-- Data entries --
^^^^^^^^^^^^^^^^

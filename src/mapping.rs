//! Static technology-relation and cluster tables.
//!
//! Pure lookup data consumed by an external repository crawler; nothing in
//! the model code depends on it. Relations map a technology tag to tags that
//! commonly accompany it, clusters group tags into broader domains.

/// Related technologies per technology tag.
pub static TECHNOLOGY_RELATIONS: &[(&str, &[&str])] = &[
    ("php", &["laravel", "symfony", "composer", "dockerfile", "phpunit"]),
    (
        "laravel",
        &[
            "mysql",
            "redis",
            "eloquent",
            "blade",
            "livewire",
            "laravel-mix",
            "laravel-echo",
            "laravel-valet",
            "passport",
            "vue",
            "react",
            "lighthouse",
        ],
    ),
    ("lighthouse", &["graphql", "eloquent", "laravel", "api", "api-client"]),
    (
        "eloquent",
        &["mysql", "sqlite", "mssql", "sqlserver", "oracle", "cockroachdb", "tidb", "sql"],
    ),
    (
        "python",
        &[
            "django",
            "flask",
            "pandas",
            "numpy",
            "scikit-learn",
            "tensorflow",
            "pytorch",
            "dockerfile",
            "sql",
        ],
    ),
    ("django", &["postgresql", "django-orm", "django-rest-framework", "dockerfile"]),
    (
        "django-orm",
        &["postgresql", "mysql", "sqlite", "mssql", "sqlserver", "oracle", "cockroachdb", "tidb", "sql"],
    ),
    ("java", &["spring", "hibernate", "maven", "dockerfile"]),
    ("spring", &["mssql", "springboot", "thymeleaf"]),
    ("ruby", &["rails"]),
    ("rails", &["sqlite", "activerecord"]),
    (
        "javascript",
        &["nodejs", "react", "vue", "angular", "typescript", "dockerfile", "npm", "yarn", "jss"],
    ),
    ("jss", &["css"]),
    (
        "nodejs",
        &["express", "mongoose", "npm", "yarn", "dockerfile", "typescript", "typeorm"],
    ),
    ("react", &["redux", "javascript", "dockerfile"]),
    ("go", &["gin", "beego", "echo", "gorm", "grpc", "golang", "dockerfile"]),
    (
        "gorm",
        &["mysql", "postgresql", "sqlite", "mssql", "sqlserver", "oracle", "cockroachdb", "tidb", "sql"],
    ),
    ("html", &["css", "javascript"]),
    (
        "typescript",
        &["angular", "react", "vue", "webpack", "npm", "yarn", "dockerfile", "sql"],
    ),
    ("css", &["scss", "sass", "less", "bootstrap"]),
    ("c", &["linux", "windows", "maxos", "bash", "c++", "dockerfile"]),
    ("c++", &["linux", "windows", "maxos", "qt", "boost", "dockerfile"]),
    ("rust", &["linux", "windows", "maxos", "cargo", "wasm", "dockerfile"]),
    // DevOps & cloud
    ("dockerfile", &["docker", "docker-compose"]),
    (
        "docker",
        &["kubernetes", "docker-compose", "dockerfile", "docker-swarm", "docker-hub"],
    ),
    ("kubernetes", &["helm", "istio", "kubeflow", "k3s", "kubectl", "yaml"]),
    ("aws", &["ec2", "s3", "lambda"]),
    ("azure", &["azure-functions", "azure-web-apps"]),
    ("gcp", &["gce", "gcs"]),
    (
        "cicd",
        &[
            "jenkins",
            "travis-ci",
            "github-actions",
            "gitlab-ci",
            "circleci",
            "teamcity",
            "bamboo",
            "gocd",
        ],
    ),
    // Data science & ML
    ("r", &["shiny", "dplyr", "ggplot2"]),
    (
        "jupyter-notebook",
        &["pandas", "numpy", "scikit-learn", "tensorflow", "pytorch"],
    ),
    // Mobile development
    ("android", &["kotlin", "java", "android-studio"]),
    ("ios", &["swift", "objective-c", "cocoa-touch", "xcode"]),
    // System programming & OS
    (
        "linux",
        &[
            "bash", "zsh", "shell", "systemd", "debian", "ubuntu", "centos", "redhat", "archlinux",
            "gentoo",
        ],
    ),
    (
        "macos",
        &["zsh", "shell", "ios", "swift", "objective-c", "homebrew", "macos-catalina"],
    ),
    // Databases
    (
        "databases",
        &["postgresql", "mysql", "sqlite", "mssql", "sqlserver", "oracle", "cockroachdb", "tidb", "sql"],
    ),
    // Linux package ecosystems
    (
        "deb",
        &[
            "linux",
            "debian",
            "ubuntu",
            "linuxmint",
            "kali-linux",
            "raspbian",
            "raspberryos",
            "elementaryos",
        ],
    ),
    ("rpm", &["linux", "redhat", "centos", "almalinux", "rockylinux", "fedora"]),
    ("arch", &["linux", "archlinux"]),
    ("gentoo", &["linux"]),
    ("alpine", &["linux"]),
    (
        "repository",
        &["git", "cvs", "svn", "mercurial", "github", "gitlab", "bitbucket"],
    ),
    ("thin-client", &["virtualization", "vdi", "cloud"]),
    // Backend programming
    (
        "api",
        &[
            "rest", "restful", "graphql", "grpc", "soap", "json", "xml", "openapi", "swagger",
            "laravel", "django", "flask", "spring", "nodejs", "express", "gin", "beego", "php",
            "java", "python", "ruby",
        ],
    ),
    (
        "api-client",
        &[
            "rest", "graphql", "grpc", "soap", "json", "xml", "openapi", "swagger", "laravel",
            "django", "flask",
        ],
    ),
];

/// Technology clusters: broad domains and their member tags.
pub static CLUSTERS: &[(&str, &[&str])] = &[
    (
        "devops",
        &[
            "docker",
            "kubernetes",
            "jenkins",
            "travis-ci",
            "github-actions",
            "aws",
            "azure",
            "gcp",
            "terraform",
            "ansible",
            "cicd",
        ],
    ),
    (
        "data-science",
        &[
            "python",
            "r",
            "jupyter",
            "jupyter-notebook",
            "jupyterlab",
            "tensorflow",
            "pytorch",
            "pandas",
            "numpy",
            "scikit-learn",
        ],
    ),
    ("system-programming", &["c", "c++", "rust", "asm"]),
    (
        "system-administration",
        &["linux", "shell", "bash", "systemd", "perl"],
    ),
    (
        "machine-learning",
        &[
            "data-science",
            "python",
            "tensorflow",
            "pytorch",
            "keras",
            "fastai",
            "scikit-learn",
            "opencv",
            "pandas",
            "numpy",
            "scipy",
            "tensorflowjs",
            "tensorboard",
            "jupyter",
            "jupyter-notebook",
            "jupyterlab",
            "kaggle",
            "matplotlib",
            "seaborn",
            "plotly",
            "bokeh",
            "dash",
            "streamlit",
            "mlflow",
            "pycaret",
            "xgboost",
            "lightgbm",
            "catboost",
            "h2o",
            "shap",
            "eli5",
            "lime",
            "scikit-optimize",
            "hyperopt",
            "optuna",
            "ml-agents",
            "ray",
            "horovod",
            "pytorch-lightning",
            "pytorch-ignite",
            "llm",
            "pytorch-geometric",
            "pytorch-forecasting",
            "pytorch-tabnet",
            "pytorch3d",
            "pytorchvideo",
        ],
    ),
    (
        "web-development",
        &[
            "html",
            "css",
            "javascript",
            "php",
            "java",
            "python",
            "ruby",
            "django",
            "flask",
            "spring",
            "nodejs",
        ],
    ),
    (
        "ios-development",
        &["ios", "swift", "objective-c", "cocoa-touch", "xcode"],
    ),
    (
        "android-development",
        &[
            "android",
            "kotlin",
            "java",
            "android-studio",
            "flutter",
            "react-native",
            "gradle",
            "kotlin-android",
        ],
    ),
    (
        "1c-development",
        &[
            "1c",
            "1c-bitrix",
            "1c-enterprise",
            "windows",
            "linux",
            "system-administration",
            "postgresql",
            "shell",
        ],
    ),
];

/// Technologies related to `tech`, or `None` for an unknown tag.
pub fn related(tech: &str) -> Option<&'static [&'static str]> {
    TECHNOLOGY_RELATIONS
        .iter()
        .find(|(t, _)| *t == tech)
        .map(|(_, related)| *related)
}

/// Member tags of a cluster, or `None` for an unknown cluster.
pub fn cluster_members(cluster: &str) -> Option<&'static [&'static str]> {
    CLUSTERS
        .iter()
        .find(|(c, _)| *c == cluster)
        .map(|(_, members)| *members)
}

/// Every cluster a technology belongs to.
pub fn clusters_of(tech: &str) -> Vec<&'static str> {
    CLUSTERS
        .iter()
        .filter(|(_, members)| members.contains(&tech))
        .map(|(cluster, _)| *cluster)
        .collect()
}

^^^^^^^^^^^^^^^^

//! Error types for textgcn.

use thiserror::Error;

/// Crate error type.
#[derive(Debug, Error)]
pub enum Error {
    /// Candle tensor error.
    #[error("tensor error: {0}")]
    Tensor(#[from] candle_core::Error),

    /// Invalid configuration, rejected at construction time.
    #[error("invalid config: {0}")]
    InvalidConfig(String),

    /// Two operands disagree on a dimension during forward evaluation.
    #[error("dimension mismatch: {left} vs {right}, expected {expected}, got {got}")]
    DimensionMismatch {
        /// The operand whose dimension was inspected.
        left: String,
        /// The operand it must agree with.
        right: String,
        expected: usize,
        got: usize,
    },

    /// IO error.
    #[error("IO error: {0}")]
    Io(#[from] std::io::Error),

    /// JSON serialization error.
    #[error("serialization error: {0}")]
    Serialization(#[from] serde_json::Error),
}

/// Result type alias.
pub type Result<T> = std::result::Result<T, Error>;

^^^^^^^^^^^^^^^^

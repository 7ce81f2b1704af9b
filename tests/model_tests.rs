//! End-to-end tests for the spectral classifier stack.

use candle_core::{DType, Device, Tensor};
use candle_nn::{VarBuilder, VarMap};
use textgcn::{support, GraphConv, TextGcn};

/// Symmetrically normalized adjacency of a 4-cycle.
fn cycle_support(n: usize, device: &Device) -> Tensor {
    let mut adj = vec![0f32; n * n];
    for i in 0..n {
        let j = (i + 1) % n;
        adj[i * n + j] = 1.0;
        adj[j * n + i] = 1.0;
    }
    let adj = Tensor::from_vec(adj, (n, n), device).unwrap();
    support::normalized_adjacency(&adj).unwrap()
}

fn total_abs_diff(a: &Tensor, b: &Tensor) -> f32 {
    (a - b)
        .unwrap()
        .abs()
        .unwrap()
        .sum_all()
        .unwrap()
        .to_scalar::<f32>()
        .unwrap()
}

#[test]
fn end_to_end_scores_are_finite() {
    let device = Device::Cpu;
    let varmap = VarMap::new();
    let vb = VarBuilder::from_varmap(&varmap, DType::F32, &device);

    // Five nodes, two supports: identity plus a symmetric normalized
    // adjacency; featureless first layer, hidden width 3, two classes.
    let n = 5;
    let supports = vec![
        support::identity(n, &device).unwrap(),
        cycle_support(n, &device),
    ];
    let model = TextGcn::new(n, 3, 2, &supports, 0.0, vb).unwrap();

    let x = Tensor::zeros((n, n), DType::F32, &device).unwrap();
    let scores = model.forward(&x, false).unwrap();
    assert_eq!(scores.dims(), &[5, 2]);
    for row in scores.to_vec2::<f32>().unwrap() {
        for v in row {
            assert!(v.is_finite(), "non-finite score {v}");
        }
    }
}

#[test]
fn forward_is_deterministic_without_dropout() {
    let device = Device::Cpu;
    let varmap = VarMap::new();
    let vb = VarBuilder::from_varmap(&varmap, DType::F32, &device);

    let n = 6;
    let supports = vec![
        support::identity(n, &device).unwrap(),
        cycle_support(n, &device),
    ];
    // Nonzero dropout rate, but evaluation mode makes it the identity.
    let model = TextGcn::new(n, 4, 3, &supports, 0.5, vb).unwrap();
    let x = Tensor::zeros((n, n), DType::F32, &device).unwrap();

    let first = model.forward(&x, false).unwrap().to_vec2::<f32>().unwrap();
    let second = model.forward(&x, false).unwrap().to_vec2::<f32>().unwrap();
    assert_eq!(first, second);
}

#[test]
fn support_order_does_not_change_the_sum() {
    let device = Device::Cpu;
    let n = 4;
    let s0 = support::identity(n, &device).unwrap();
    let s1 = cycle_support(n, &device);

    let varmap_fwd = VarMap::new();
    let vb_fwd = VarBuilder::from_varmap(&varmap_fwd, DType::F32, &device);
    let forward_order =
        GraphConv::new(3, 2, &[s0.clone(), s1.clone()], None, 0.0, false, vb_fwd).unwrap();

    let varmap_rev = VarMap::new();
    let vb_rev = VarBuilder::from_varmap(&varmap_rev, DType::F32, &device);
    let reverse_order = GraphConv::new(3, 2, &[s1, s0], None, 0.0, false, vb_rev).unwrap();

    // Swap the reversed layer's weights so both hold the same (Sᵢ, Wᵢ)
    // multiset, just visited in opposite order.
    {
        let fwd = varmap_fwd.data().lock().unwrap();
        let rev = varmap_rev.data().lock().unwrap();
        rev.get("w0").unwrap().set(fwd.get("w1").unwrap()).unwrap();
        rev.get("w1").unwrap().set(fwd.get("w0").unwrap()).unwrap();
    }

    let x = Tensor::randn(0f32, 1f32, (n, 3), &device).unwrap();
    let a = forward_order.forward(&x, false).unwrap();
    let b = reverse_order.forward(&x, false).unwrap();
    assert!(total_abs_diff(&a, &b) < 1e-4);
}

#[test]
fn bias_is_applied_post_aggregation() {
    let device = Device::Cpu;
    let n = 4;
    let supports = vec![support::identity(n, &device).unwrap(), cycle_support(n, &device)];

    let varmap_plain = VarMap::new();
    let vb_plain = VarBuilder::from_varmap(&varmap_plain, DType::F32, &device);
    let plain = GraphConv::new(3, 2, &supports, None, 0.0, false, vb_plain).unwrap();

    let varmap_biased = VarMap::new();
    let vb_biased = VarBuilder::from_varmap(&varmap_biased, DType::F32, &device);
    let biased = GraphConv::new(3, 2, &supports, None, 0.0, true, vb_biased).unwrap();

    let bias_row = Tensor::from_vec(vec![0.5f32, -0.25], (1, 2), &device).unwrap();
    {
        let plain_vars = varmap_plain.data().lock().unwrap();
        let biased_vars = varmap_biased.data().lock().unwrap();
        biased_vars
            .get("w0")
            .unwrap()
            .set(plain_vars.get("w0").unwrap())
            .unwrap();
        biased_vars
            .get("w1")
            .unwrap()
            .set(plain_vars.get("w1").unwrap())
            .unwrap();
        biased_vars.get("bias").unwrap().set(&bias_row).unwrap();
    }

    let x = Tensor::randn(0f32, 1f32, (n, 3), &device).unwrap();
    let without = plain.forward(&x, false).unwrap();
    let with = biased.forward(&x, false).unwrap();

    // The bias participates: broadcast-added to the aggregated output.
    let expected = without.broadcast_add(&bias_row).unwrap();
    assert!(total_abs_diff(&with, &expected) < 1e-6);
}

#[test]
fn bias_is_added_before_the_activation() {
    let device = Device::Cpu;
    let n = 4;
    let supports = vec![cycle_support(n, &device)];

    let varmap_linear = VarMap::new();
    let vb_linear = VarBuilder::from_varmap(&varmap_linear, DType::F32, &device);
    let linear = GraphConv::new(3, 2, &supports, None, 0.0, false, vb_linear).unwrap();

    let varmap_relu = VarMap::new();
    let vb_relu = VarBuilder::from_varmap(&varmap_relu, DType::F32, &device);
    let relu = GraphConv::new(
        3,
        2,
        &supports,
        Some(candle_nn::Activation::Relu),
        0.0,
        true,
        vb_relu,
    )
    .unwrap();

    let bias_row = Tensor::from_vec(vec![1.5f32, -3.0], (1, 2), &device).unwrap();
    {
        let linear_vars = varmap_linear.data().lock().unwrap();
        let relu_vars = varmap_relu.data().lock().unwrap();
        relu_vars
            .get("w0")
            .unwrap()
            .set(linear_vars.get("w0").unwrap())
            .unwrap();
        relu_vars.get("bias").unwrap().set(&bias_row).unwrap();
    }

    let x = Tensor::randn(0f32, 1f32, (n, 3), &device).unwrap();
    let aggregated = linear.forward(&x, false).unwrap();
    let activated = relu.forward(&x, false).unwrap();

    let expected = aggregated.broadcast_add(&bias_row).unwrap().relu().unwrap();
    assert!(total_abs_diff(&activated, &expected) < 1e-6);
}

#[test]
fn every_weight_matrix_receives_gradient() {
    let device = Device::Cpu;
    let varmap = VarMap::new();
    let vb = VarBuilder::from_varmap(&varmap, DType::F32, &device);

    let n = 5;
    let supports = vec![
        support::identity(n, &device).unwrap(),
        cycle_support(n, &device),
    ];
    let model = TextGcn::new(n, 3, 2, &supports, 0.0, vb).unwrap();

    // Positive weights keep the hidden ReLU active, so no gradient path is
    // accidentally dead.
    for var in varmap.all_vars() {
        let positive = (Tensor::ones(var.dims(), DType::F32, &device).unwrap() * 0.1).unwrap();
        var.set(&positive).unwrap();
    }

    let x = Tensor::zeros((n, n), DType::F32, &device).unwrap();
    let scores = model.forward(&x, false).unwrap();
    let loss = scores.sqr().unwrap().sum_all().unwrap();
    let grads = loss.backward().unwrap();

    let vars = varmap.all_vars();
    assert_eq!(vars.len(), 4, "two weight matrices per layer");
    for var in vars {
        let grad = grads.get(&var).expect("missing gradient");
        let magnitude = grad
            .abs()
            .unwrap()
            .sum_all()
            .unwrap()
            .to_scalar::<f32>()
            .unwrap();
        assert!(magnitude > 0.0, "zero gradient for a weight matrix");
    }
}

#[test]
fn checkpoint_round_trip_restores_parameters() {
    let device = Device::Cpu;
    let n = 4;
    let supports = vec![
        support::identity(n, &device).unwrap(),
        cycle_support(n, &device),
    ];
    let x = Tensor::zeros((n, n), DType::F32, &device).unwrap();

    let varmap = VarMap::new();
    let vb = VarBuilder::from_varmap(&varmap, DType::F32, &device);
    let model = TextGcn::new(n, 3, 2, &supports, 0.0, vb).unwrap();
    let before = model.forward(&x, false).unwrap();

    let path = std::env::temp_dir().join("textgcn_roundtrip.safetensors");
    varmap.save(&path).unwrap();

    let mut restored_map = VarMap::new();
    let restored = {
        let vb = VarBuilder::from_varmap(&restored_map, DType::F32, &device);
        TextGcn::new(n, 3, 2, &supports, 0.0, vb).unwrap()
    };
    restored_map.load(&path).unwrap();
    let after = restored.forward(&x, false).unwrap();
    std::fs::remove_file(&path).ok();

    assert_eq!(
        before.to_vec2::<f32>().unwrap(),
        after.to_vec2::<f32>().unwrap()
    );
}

^^^^^^^^^^^^^^^^

-- PROMPT --
Exactly the lines above from the one with "let varmap_biased = VarMap::new();" to the one with "let plain_vars = varmap_plain.data().lock().unwrap();", both included, are to be quoted; leave the rest out.

-- EXERCISE RESULT --
    let varmap_biased = VarMap::new();
    let vb_biased = VarBuilder::from_varmap(&varmap_biased, DType::F32, &device);
    let biased = GraphConv::new(3, 2, &supports, None, 0.0, true, vb_biased).unwrap();

    let bias_row = Tensor::from_vec(vec![0.5f32, -0.25], (1, 2), &device).unwrap();
    {
        let plain_vars = varmap_plain.data().lock().unwrap();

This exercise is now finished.